■ **What the exercise asks**: Copy out each line of the data that holds the word "docx".

[Data extracted from a collection]
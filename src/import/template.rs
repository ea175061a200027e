//! Batch template workbook generation
//!
//! Produces the downloadable XLSX that authors fill in for batch imports.
//! The workbook is written by hand as OOXML parts (inline strings only, no
//! shared-string table) so the output has no spreadsheet engine behind it
//! and round-trips cleanly through the batch sheet reader.

use std::io::{Cursor, Write};

use zip::write::SimpleFileOptions;
use zip::ZipWriter;

use crate::error::{AppError, Result};

use super::types::MAX_BATCH_ROWS;

/// One spreadsheet cell for workbook assembly
#[derive(Debug, Clone)]
pub(crate) enum Cell {
    Text(String),
    Number(f64),
    Bool(bool),
    Empty,
}

/// Build the template workbook offered at the template download endpoint
pub fn batch_template_xlsx() -> Result<Vec<u8>> {
    let instructions = vec![
        vec![Cell::Text("Fableport batch chapter import".to_string())],
        vec![],
        vec![Cell::Text(
            "Fill in the Chapters sheet, one row per chapter, then upload this file on the batch import screen."
                .to_string(),
        )],
        vec![Cell::Text(
            "Chapter Number: required, greater than zero. Decimals mark side chapters, for example 2.5."
                .to_string(),
        )],
        vec![Cell::Text("Title: required. Shown in the table of contents.".to_string())],
        vec![Cell::Text(
            "Content: required. Plain text or simple HTML such as <p> and <em>.".to_string(),
        )],
        vec![Cell::Text(
            "Premium and Published: TRUE or FALSE. Blank cells count as FALSE.".to_string(),
        )],
        vec![Cell::Text(format!(
            "Keep the header row in place and fill at most {} chapter rows below it.",
            MAX_BATCH_ROWS
        ))],
    ];

    let chapters = vec![
        vec![
            Cell::Text("Chapter Number".to_string()),
            Cell::Text("Title".to_string()),
            Cell::Text("Content".to_string()),
            Cell::Text("Premium".to_string()),
            Cell::Text("Published".to_string()),
        ],
        vec![
            Cell::Number(1.0),
            Cell::Text("The Beginning".to_string()),
            Cell::Text("<p>Every story starts somewhere.</p>".to_string()),
            Cell::Text("FALSE".to_string()),
            Cell::Text("TRUE".to_string()),
        ],
        vec![
            Cell::Number(2.0),
            Cell::Text("Rising Action".to_string()),
            Cell::Text("<p>Then everything got more complicated.</p>".to_string()),
            Cell::Text("FALSE".to_string()),
            Cell::Text("TRUE".to_string()),
        ],
        vec![
            Cell::Number(2.5),
            Cell::Text("Interlude".to_string()),
            Cell::Text("<p>A quiet scene between the numbered chapters.</p>".to_string()),
            Cell::Text("FALSE".to_string()),
            Cell::Text("FALSE".to_string()),
        ],
    ];

    build_workbook(&[("Instructions", instructions), ("Chapters", chapters)])
}

/// Assemble a complete XLSX archive from named sheets
pub(crate) fn build_workbook(sheets: &[(&str, Vec<Vec<Cell>>)]) -> Result<Vec<u8>> {
    let mut zip = ZipWriter::new(Cursor::new(Vec::new()));
    let options = SimpleFileOptions::default()
        .compression_method(zip::CompressionMethod::Deflated);

    let mut content_types = String::from(concat!(
        "<?xml version=\"1.0\" encoding=\"UTF-8\" standalone=\"yes\"?>",
        "<Types xmlns=\"http://schemas.openxmlformats.org/package/2006/content-types\">",
        "<Default Extension=\"rels\" ContentType=\"application/vnd.openxmlformats-package.relationships+xml\"/>",
        "<Default Extension=\"xml\" ContentType=\"application/xml\"/>",
        "<Override PartName=\"/xl/workbook.xml\" ContentType=\"application/vnd.openxmlformats-officedocument.spreadsheetml.sheet.main+xml\"/>",
        "<Override PartName=\"/xl/styles.xml\" ContentType=\"application/vnd.openxmlformats-officedocument.spreadsheetml.styles+xml\"/>",
    ));
    let mut workbook_sheets = String::new();
    let mut workbook_rels = String::new();

    for (index, (name, _)) in sheets.iter().enumerate() {
        let sheet_no = index + 1;
        content_types.push_str(&format!(
            "<Override PartName=\"/xl/worksheets/sheet{}.xml\" ContentType=\"application/vnd.openxmlformats-officedocument.spreadsheetml.worksheet+xml\"/>",
            sheet_no
        ));
        workbook_sheets.push_str(&format!(
            "<sheet name=\"{}\" sheetId=\"{}\" r:id=\"rId{}\"/>",
            html_escape::encode_double_quoted_attribute(name),
            sheet_no,
            sheet_no
        ));
        workbook_rels.push_str(&format!(
            "<Relationship Id=\"rId{}\" Type=\"http://schemas.openxmlformats.org/officeDocument/2006/relationships/worksheet\" Target=\"worksheets/sheet{}.xml\"/>",
            sheet_no, sheet_no
        ));
    }
    content_types.push_str("</Types>");

    let styles_rid = sheets.len() + 1;
    workbook_rels.push_str(&format!(
        "<Relationship Id=\"rId{}\" Type=\"http://schemas.openxmlformats.org/officeDocument/2006/relationships/styles\" Target=\"styles.xml\"/>",
        styles_rid
    ));

    let root_rels = concat!(
        "<?xml version=\"1.0\" encoding=\"UTF-8\" standalone=\"yes\"?>",
        "<Relationships xmlns=\"http://schemas.openxmlformats.org/package/2006/relationships\">",
        "<Relationship Id=\"rId1\" Type=\"http://schemas.openxmlformats.org/officeDocument/2006/relationships/officeDocument\" Target=\"xl/workbook.xml\"/>",
        "</Relationships>"
    );

    let workbook_xml = format!(
        concat!(
            "<?xml version=\"1.0\" encoding=\"UTF-8\" standalone=\"yes\"?>",
            "<workbook xmlns=\"http://schemas.openxmlformats.org/spreadsheetml/2006/main\" ",
            "xmlns:r=\"http://schemas.openxmlformats.org/officeDocument/2006/relationships\">",
            "<sheets>{}</sheets></workbook>"
        ),
        workbook_sheets
    );

    let workbook_rels_xml = format!(
        concat!(
            "<?xml version=\"1.0\" encoding=\"UTF-8\" standalone=\"yes\"?>",
            "<Relationships xmlns=\"http://schemas.openxmlformats.org/package/2006/relationships\">{}</Relationships>"
        ),
        workbook_rels
    );

    // Enough of a stylesheet for spreadsheet apps to open the file
    let styles_xml = concat!(
        "<?xml version=\"1.0\" encoding=\"UTF-8\" standalone=\"yes\"?>",
        "<styleSheet xmlns=\"http://schemas.openxmlformats.org/spreadsheetml/2006/main\">",
        "<fonts count=\"1\"><font><sz val=\"11\"/><name val=\"Calibri\"/></font></fonts>",
        "<fills count=\"1\"><fill><patternFill patternType=\"none\"/></fill></fills>",
        "<borders count=\"1\"><border/></borders>",
        "<cellStyleXfs count=\"1\"><xf/></cellStyleXfs>",
        "<cellXfs count=\"1\"><xf xfId=\"0\"/></cellXfs>",
        "</styleSheet>"
    );

    write_entry(&mut zip, "[Content_Types].xml", content_types.as_bytes(), options)?;
    write_entry(&mut zip, "_rels/.rels", root_rels.as_bytes(), options)?;
    write_entry(&mut zip, "xl/workbook.xml", workbook_xml.as_bytes(), options)?;
    write_entry(
        &mut zip,
        "xl/_rels/workbook.xml.rels",
        workbook_rels_xml.as_bytes(),
        options,
    )?;
    write_entry(&mut zip, "xl/styles.xml", styles_xml.as_bytes(), options)?;

    for (index, (_, rows)) in sheets.iter().enumerate() {
        let path = format!("xl/worksheets/sheet{}.xml", index + 1);
        let xml = worksheet_xml(rows);
        write_entry(&mut zip, &path, xml.as_bytes(), options)?;
    }

    let cursor = zip
        .finish()
        .map_err(|e| AppError::Internal(format!("failed to finalize workbook: {}", e)))?;
    Ok(cursor.into_inner())
}

fn write_entry(
    zip: &mut ZipWriter<Cursor<Vec<u8>>>,
    path: &str,
    bytes: &[u8],
    options: SimpleFileOptions,
) -> Result<()> {
    zip.start_file(path, options)
        .map_err(|e| AppError::Internal(format!("failed to start workbook entry {}: {}", path, e)))?;
    zip.write_all(bytes)?;
    Ok(())
}

fn worksheet_xml(rows: &[Vec<Cell>]) -> String {
    let mut xml = String::from(concat!(
        "<?xml version=\"1.0\" encoding=\"UTF-8\" standalone=\"yes\"?>",
        "<worksheet xmlns=\"http://schemas.openxmlformats.org/spreadsheetml/2006/main\">",
        "<sheetData>"
    ));

    for (row_index, row) in rows.iter().enumerate() {
        let row_no = row_index + 1;
        xml.push_str(&format!("<row r=\"{}\">", row_no));
        for (col_index, cell) in row.iter().enumerate() {
            let reference = cell_reference(row_no, col_index);
            match cell {
                Cell::Text(text) => xml.push_str(&format!(
                    "<c r=\"{}\" t=\"inlineStr\"><is><t xml:space=\"preserve\">{}</t></is></c>",
                    reference,
                    html_escape::encode_text(text)
                )),
                Cell::Number(value) => {
                    xml.push_str(&format!("<c r=\"{}\"><v>{}</v></c>", reference, value))
                }
                Cell::Bool(value) => xml.push_str(&format!(
                    "<c r=\"{}\" t=\"b\"><v>{}</v></c>",
                    reference,
                    if *value { 1 } else { 0 }
                )),
                Cell::Empty => {}
            }
        }
        xml.push_str("</row>");
    }

    xml.push_str("</sheetData></worksheet>");
    xml
}

/// A1-style reference for a zero-based column in a one-based row
fn cell_reference(row: usize, col: usize) -> String {
    let mut letters = String::new();
    let mut remainder = col;
    loop {
        letters.insert(0, (b'A' + (remainder % 26) as u8) as char);
        if remainder < 26 {
            break;
        }
        remainder = remainder / 26 - 1;
    }
    format!("{}{}", letters, row)
}
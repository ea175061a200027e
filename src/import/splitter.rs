//! Heading-based chapter splitting and designator parsing
//!
//! Splits a parsed manuscript into chapter candidates at heading
//! boundaries. Heading text such as "Chapter 3: The Return" carries a
//! numeric designator; the same parser doubles as the filename heuristic
//! for documents whose content gives no chapter structure.

use once_cell::sync::Lazy;
use regex::Regex;

use super::docx::DocBlock;
use super::text::word_count;
use super::types::ChapterCandidate;

/// Title used when a document has no headings and no usable filename
pub const FALLBACK_TITLE: &str = "Imported Chapter";

/// "Chapter 3", "Ch. 3", "Part 3", "Episode 3", optional ": Title" tail
static KEYWORD_DESIGNATOR: Lazy<Regex> = Lazy::new(|| {
    Regex::new(r"(?i)^(?:chapter|ch\.?|part|episode)\s*(\d+(?:\.\d+)?)\s*[:.\-–—]?\s*(.*)$")
        .expect("keyword designator pattern")
});

/// "12. Title", "3 - Title": a bare number with an explicit separator
static NUMBERED_DESIGNATOR: Lazy<Regex> = Lazy::new(|| {
    Regex::new(r"^(\d+(?:\.\d+)?)\s*[:.\-–—)\]]\s*(.*)$").expect("numbered designator pattern")
});

static BARE_NUMBER: Lazy<Regex> =
    Lazy::new(|| Regex::new(r"^\d+(?:\.\d+)?$").expect("bare number pattern"));

/// Result of splitting one document into candidates
#[derive(Debug, Clone, Default)]
pub struct SplitResult {
    pub candidates: Vec<ChapterCandidate>,
    pub warnings: Vec<String>,
    /// False when the whole document collapsed into the no-heading fallback
    pub used_headings: bool,
}

/// Partition parsed blocks into chapter candidates
///
/// Every heading opens a new candidate that consumes paragraphs until the
/// next heading. A heading only counts when both its title and its body
/// end up non-empty; failing either, the heading and its section are
/// dropped with a warning. Without any headings the whole document becomes
/// one untitled candidate.
pub fn split_chapters(blocks: &[DocBlock]) -> SplitResult {
    let mut result = SplitResult::default();

    let has_headings = blocks.iter().any(|b| matches!(b, DocBlock::Heading { .. }));
    if !has_headings {
        let body = render_body(blocks.iter());
        if !body.is_empty() {
            result.candidates.push(candidate(None, FALLBACK_TITLE, body));
        }
        return result;
    }

    result.used_headings = true;

    let mut preamble_paragraphs = 0usize;
    let mut current: Option<(Option<f64>, String)> = None;
    let mut section: Vec<&DocBlock> = Vec::new();

    let flush = |current: &mut Option<(Option<f64>, String)>,
                 section: &mut Vec<&DocBlock>,
                 result: &mut SplitResult| {
        if let Some((number, title)) = current.take() {
            let body = render_body(section.iter().copied());
            if title.is_empty() {
                result
                    .warnings
                    .push("a heading with no text was skipped, along with its section".to_string());
            } else if body.is_empty() {
                result
                    .warnings
                    .push(format!("\"{}\" had no body content and was skipped", title));
            } else {
                result.candidates.push(candidate(number, &title, body));
            }
        }
        section.clear();
    };

    for block in blocks {
        match block {
            DocBlock::Heading { text, .. } => {
                flush(&mut current, &mut section, &mut result);
                let (number, title) = parse_designator(text);
                current = Some((number, title));
            }
            DocBlock::Paragraph { .. } => {
                if current.is_some() {
                    section.push(block);
                } else {
                    preamble_paragraphs += 1;
                }
            }
        }
    }
    flush(&mut current, &mut section, &mut result);

    if preamble_paragraphs > 0 {
        result.warnings.push(format!(
            "{} paragraph(s) before the first heading were discarded",
            preamble_paragraphs
        ));
    }

    result
}

/// Extract a chapter number and title from heading or filename text
///
/// When the text after the designator is empty the full text serves as
/// the title, so "Chapter 3" keeps a readable name.
pub fn parse_designator(text: &str) -> (Option<f64>, String) {
    let trimmed = text.trim();

    for pattern in [&*KEYWORD_DESIGNATOR, &*NUMBERED_DESIGNATOR] {
        if let Some(caps) = pattern.captures(trimmed) {
            if let Some(number) = caps.get(1).and_then(|m| m.as_str().parse::<f64>().ok()) {
                let title = clean_title(caps.get(2).map(|m| m.as_str()).unwrap_or(""));
                let title = if title.is_empty() {
                    trimmed.to_string()
                } else {
                    title
                };
                return (Some(number), title);
            }
        }
    }

    if BARE_NUMBER.is_match(trimmed) {
        if let Ok(number) = trimmed.parse::<f64>() {
            return (Some(number), trimmed.to_string());
        }
    }

    (None, trimmed.to_string())
}

/// Designator parse over a filename, extension stripped first
///
/// Returns the number (if any) and a title; the title may be empty for
/// degenerate names like ".docx".
pub fn filename_hint(filename: &str) -> (Option<f64>, String) {
    let stem = match filename.rsplit_once('.') {
        Some((stem, _ext)) => stem,
        None => filename,
    };
    let stem = stem.trim();
    if stem.is_empty() {
        return (None, String::new());
    }
    parse_designator(stem)
}

fn clean_title(raw: &str) -> String {
    raw.trim()
        .trim_start_matches(|c: char| {
            matches!(c, '-' | ':' | '.' | '–' | '—') || c.is_whitespace()
        })
        .trim()
        .to_string()
}

fn candidate(number: Option<f64>, title: &str, body: String) -> ChapterCandidate {
    let words = word_count(&body);
    ChapterCandidate {
        number,
        title: title.to_string(),
        body,
        word_count: words,
        image_count: 0,
    }
}

fn render_body<'a>(blocks: impl Iterator<Item = &'a DocBlock>) -> String {
    let paragraphs: Vec<String> = blocks
        .filter_map(|block| match block {
            DocBlock::Paragraph { html } => Some(format!("<p>{}</p>", html)),
            DocBlock::Heading { .. } => None,
        })
        .collect();
    paragraphs.join("\n")
}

■ **Exercise answer**:
use super::docx::DocBlock;
/// degenerate names like ".docx".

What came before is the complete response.